In a ceremony on 9 November 1992 in Washington, D.C., Mount Mitchell was awarded the Department of Commerce Silver Medal for her 1990-1991 Persian Gulf cruise. The program for the ceremony cited her achievements as follows:

NOAA Ship Mt. Mitchell, Atlantic Marine Center, completed a historic cruise surveying environmental damage in the Persian Gulf caused by oil spills. The cruise is the first major oceanographic survey of the Persian Gulf since 1977 and is the most comprehensive ever in terms of geographic and subject area coverage. Conquering numerous obstacles in a dangerous environment, the crew of the Mt. Mitchell acquired data against which future changes in water quality can be assessed.

==R/V Mt. Mitchell, 2001-2023==

After six years of inactivity, the decommissioned Mount Mitchell was purchased in 2001 by Mt. Mitchell LLC and was completely refurbished and retrofitted with the latest in electronics, machinery, and safety equipment. With her refit complete, she arrived in Seattle, Washington, in 2003 to begin her career as the private research ship R/V Mt. Mitchell. She is managed and operated by Global Seas LLC, headquartered in Seattle.
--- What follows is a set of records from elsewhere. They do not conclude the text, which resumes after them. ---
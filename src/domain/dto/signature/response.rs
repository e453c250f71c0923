use serde::{Deserialize, Serialize};

use crate::domain::models::Theme;
use crate::services::validation::ValidationReport;

/// 서명 렌더링 응답 DTO
///
/// HTML은 검증 결과와 무관하게 항상 포함됩니다.
/// `valid`/`errors`는 최상위 필드로 펼쳐집니다.
///
/// ```json
/// { "html": "<table ...>", "theme": "light", "valid": false, "errors": { "company": [...] } }
/// ```
#[derive(Debug, Clone, Serialize, Deserialize)]
pub struct SignatureResponse {
    pub html: String,
    pub theme: Theme,
    #[serde(flatten)]
    pub validation: ValidationReport,
}
use serde::Deserialize;
use validator::Validate;

use crate::utils::string_utils::deserialize_optional_string;

/// 케이스 변환 요청 DTO
#[derive(Debug, Clone, Deserialize, Validate)]
pub struct CaseRequest {
    #[serde(default)]
    pub text: String,

    /// 변환 키 (`upper`, `snake`, ...). 대소문자 무관
    #[validate(length(min = 1, message = "transform is required"))]
    pub transform: String,

    #[serde(default)]
    pub preserve: bool,
}

/// `GET /case/transforms?locale=ko`
#[derive(Debug, Clone, Default, Deserialize)]
pub struct TransformsQuery {
    #[serde(default, deserialize_with = "deserialize_optional_string")]
    pub locale: Option<String>,
}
In 2006, the vessel was chartered by the Waitt Historical Foundation along with the undersea search firm Nauticos to conduct a three month subsea search for the wreck of Amelia Earhart's Lockheed Electra airplane on the seafloor west and northwest of Howland Island which yielded no results.

In 2008, Mt. Mitchell was outfitted with the most advanced underwater mapping equipment available. Her Kongsberg EM 120 and EM 710 high-resolution multibeam mapping systems offer a state-of-the-art capability to perform seabed mapping to full ocean depth with unrivaled resolution, coverage, and accuracy. The EM 120 system allows for accurate surveys to a depth of 11,000 meters (36,089 feet), while the EM 710 allows for accurate mapping to a depth of 2,000 meters (6,562 feet). The vessel is an acoustically quiet platform capable of supporting sophisticated sonar operations in deep water and high sea states. To ensure ship-related noise does not degrade the vessel′s capability to perform her science mission at full performance, the sonar systems are installed in a gondola arrangement below her hull. In addition, custom-designed propellers were installed in early 2011 to improve her efficiency.

After a reasonable level of activity in the first ten years as a commercial survey vessel, the ship spent virtually all time afterwards moored at Ballard in the Lake Washington Ship Canal until ultimately being sold by her owners to the Uruguayan Navy who operates her today in 2026 conduction the same employment.

== Uruguayan Navy ==
On October 20, 2023, it was reported that the Minister of National Defense of Uruguay, Javier García, confirmed that the purchase of Mt. Mitchell for the Uruguayan Navy was ratified. The ship will serve as the new oceanographic and research vessel of the Uruguayan Navy since the retirement of Uruguayan survey ship ROU 22 Oyarvide.